→ **Exercise material**
□ □ □ □ □ □ □

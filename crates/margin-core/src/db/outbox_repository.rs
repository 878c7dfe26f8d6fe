//! Sync outbox repository implementation
//!
//! The outbox holds writes the remote store has not acknowledged yet. One row
//! per highlight: a later write replaces the queued operation.

use std::fmt;
use std::str::FromStr;

use rusqlite::{params, Connection};

use crate::error::{Error, Result};
use crate::models::HighlightId;
use crate::util::now_iso;

/// Pending remote operation
#[derive(Debug, Clone, Copy, PartialEq, Eq)]
pub enum OutboxOp {
    Upsert,
    Delete,
}

impl OutboxOp {
    pub const fn as_str(self) -> &'static str {
        match self {
            Self::Upsert => "upsert",
            Self::Delete => "delete",
        }
    }
}

impl fmt::Display for OutboxOp {
    fn fmt(&self, f: &mut fmt::Formatter<'_>) -> fmt::Result {
        f.write_str(self.as_str())
    }
}

impl FromStr for OutboxOp {
    type Err = Error;

    fn from_str(s: &str) -> Result<Self> {
        match s {
            "upsert" => Ok(Self::Upsert),
            "delete" => Ok(Self::Delete),
            other => Err(Error::InvalidInput(format!("unknown outbox op '{other}'"))),
        }
    }
}

/// Queued operation awaiting the remote
#[derive(Debug, Clone, PartialEq, Eq)]
pub struct OutboxEntry {
    pub highlight_id: HighlightId,
    pub op: OutboxOp,
    pub user_id: String,
    pub queued_at: String,
}

/// Trait for outbox storage operations
pub trait OutboxRepository {
    /// Queue `op` for a highlight, replacing anything already queued for it
    fn enqueue(&self, id: &HighlightId, op: OutboxOp, user_id: &str) -> Result<()>;

    /// Every queued entry of a user, oldest first
    fn pending(&self, user_id: &str) -> Result<Vec<OutboxEntry>>;

    /// Drop the queued entry for a highlight
    fn acknowledge(&self, id: &HighlightId) -> Result<()>;

    /// Whether a delete is queued for the highlight
    fn is_pending_delete(&self, id: &HighlightId) -> Result<bool>;
}

/// `SQLite` implementation of `OutboxRepository`
pub struct SqliteOutboxRepository<'a> {
    conn: &'a Connection,
}

impl<'a> SqliteOutboxRepository<'a> {
    /// Create a new repository with the given connection
    pub const fn new(conn: &'a Connection) -> Self {
        Self { conn }
    }
}

impl OutboxRepository for SqliteOutboxRepository<'_> {
    fn enqueue(&self, id: &HighlightId, op: OutboxOp, user_id: &str) -> Result<()> {
        self.conn.execute(
            "INSERT OR REPLACE INTO sync_outbox (highlight_id, op, user_id, queued_at)
             VALUES (?, ?, ?, ?)",
            params![id.as_str(), op.as_str(), user_id, now_iso()],
        )?;
        Ok(())
    }

    fn pending(&self, user_id: &str) -> Result<Vec<OutboxEntry>> {
        let mut stmt = self.conn.prepare(
            "SELECT highlight_id, op, user_id, queued_at
             FROM sync_outbox
             WHERE user_id = ?
             ORDER BY queued_at ASC, highlight_id ASC",
        )?;

        let rows = stmt
            .query_map(params![user_id], |row| {
                Ok((
                    row.get::<_, String>(0)?,
                    row.get::<_, String>(1)?,
                    row.get::<_, String>(2)?,
                    row.get::<_, String>(3)?,
                ))
            })?
            .collect::<rusqlite::Result<Vec<_>>>()?;

        rows.into_iter()
            .map(|(id, op, user_id, queued_at)| {
                Ok(OutboxEntry {
                    highlight_id: HighlightId::from(id),
                    op: op.parse()?,
                    user_id,
                    queued_at,
                })
            })
            .collect()
    }

    fn acknowledge(&self, id: &HighlightId) -> Result<()> {
        self.conn.execute(
            "DELETE FROM sync_outbox WHERE highlight_id = ?",
            params![id.as_str()],
        )?;
        Ok(())
    }

    fn is_pending_delete(&self, id: &HighlightId) -> Result<bool> {
        let pending: bool = self.conn.query_row(
            "SELECT EXISTS(SELECT 1 FROM sync_outbox WHERE highlight_id = ? AND op = 'delete')",
            params![id.as_str()],
            |row| row.get(0),
        )?;
        Ok(pending)
    }
}

#[cfg(test)]
mod tests {
    use super::*;
    use crate::db::Database;

    #[test]
    fn test_enqueue_replaces_previous_op() {
        let db = Database::open_in_memory().unwrap();
        let repo = SqliteOutboxRepository::new(db.connection());
        let id = HighlightId::from("hl_1_abc");

        repo.enqueue(&id, OutboxOp::Upsert, "user-1").unwrap();
        repo.enqueue(&id, OutboxOp::Delete, "user-1").unwrap();

        let pending = repo.pending("user-1").unwrap();
        assert_eq!(pending.len(), 1);
        assert_eq!(pending[0].op, OutboxOp::Delete);
        assert!(repo.is_pending_delete(&id).unwrap());
        assert!(repo.pending("user-2").unwrap().is_empty());
    }

    #[test]
    fn test_acknowledge_clears_entry() {
        let db = Database::open_in_memory().unwrap();
        let repo = SqliteOutboxRepository::new(db.connection());
        let id = HighlightId::from("hl_1_abc");

        repo.enqueue(&id, OutboxOp::Upsert, "user-1").unwrap();
        repo.acknowledge(&id).unwrap();
        assert!(repo.pending("user-1").unwrap().is_empty());
        assert!(!repo.is_pending_delete(&id).unwrap());
    }

    #[test]
    fn test_op_parsing() {
        assert_eq!("upsert".parse::<OutboxOp>().unwrap(), OutboxOp::Upsert);
        assert!("merge".parse::<OutboxOp>().is_err());
    }
}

□ □ □ □ □ □ □

→ **Assignment**
Please copy each entry. Leave nothing out.

→ **Response for this exercise**
filename crates/margin-core/src/db/outbox_repository.rs
repository 878c7dfe26f8d6fe
//! Sync outbox repository implementation
//!
//! The outbox holds writes the remote store has not acknowledged yet. One row
//! per highlight: a later write replaces the queued operation.

use std::fmt;
use std::str::FromStr;

use rusqlite::{params, Connection};

use crate::error::{Error, Result};
use crate::models::HighlightId;
use crate::util::now_iso;

/// Pending remote operation
#[derive(Debug, Clone, Copy, PartialEq, Eq)]
pub enum OutboxOp {
    Upsert,
    Delete,
}

impl OutboxOp {
    pub const fn as_str(self) -> &'static str {
        match self {
            Self::Upsert => "upsert",
            Self::Delete => "delete",
        }
    }
}

impl fmt::Display for OutboxOp {
    fn fmt(&self, f: &mut fmt::Formatter<'_>) -> fmt::Result {
        f.write_str(self.as_str())
    }
}

impl FromStr for OutboxOp {
    type Err = Error;

    fn from_str(s: &str) -> Result<Self> {
        match s {
            "upsert" => Ok(Self::Upsert),
            "delete" => Ok(Self::Delete),
            other => Err(Error::InvalidInput(format!("unknown outbox op '{other}'"))),
        }
    }
}

/// Queued operation awaiting the remote
#[derive(Debug, Clone, PartialEq, Eq)]
pub struct OutboxEntry {
    pub highlight_id: HighlightId,
    pub op: OutboxOp,
    pub user_id: String,
    pub queued_at: String,
}

/// Trait for outbox storage operations
pub trait OutboxRepository {
    /// Queue `op` for a highlight, replacing anything already queued for it
    fn enqueue(&self, id: &HighlightId, op: OutboxOp, user_id: &str) -> Result<()>;

    /// Every queued entry of a user, oldest first
    fn pending(&self, user_id: &str) -> Result<Vec<OutboxEntry>>;

    /// Drop the queued entry for a highlight
    fn acknowledge(&self, id: &HighlightId) -> Result<()>;

    /// Whether a delete is queued for the highlight
    fn is_pending_delete(&self, id: &HighlightId) -> Result<bool>;
}

/// `SQLite` implementation of `OutboxRepository`
pub struct SqliteOutboxRepository<'a> {
    conn: &'a Connection,
}

impl<'a> SqliteOutboxRepository<'a> {
    /// Create a new repository with the given connection
    pub const fn new(conn: &'a Connection) -> Self {
        Self { conn }
    }
}

impl OutboxRepository for SqliteOutboxRepository<'_> {
    fn enqueue(&self, id: &HighlightId, op: OutboxOp, user_id: &str) -> Result<()> {
        self.conn.execute(
            "INSERT OR REPLACE INTO sync_outbox (highlight_id, op, user_id, queued_at)
             VALUES (?, ?, ?, ?)",
            params![id.as_str(), op.as_str(), user_id, now_iso()],
        )?;
        Ok(())
    }

    fn pending(&self, user_id: &str) -> Result<Vec<OutboxEntry>> {
        let mut stmt = self.conn.prepare(
            "SELECT highlight_id, op, user_id, queued_at
             FROM sync_outbox
             WHERE user_id = ?
             ORDER BY queued_at ASC, highlight_id ASC",
        )?;

        let rows = stmt
            .query_map(params![user_id], |row| {
                Ok((
                    row.get::<_, String>(0)?,
                    row.get::<_, String>(1)?,
                    row.get::<_, String>(2)?,
                    row.get::<_, String>(3)?,
                ))
            })?
            .collect::<rusqlite::Result<Vec<_>>>()?;

        rows.into_iter()
            .map(|(id, op, user_id, queued_at)| {
                Ok(OutboxEntry {
                    highlight_id: HighlightId::from(id),
                    op: op.parse()?,
                    user_id,
                    queued_at,
                })
            })
            .collect()
    }

    fn acknowledge(&self, id: &HighlightId) -> Result<()> {
        self.conn.execute(
            "DELETE FROM sync_outbox WHERE highlight_id = ?",
            params![id.as_str()],
        )?;
        Ok(())
    }

    fn is_pending_delete(&self, id: &HighlightId) -> Result<bool> {
        let pending: bool = self.conn.query_row(
            "SELECT EXISTS(SELECT 1 FROM sync_outbox WHERE highlight_id = ? AND op = 'delete')",
            params![id.as_str()],
            |row| row.get(0),
        )?;
        Ok(pending)
    }
}

#[cfg(test)]
mod tests {
    use super::*;
    use crate::db::Database;

    #[test]
    fn test_enqueue_replaces_previous_op() {
        let db = Database::open_in_memory().unwrap();
        let repo = SqliteOutboxRepository::new(db.connection());
        let id = HighlightId::from("hl_1_abc");

        repo.enqueue(&id, OutboxOp::Upsert, "user-1").unwrap();
        repo.enqueue(&id, OutboxOp::Delete, "user-1").unwrap();

        let pending = repo.pending("user-1").unwrap();
        assert_eq!(pending.len(), 1);
        assert_eq!(pending[0].op, OutboxOp::Delete);
        assert!(repo.is_pending_delete(&id).unwrap());
        assert!(repo.pending("user-2").unwrap().is_empty());
    }

    #[test]
    fn test_acknowledge_clears_entry() {
        let db = Database::open_in_memory().unwrap();
        let repo = SqliteOutboxRepository::new(db.connection());
        let id = HighlightId::from("hl_1_abc");

        repo.enqueue(&id, OutboxOp::Upsert, "user-1").unwrap();
        repo.acknowledge(&id).unwrap();
        assert!(repo.pending("user-1").unwrap().is_empty());
        assert!(!repo.is_pending_delete(&id).unwrap());
    }

    #[test]
    fn test_op_parsing() {
        assert_eq!("upsert".parse::<OutboxOp>().unwrap(), OutboxOp::Upsert);
        assert!("merge".parse::<OutboxOp>().is_err());
    }
}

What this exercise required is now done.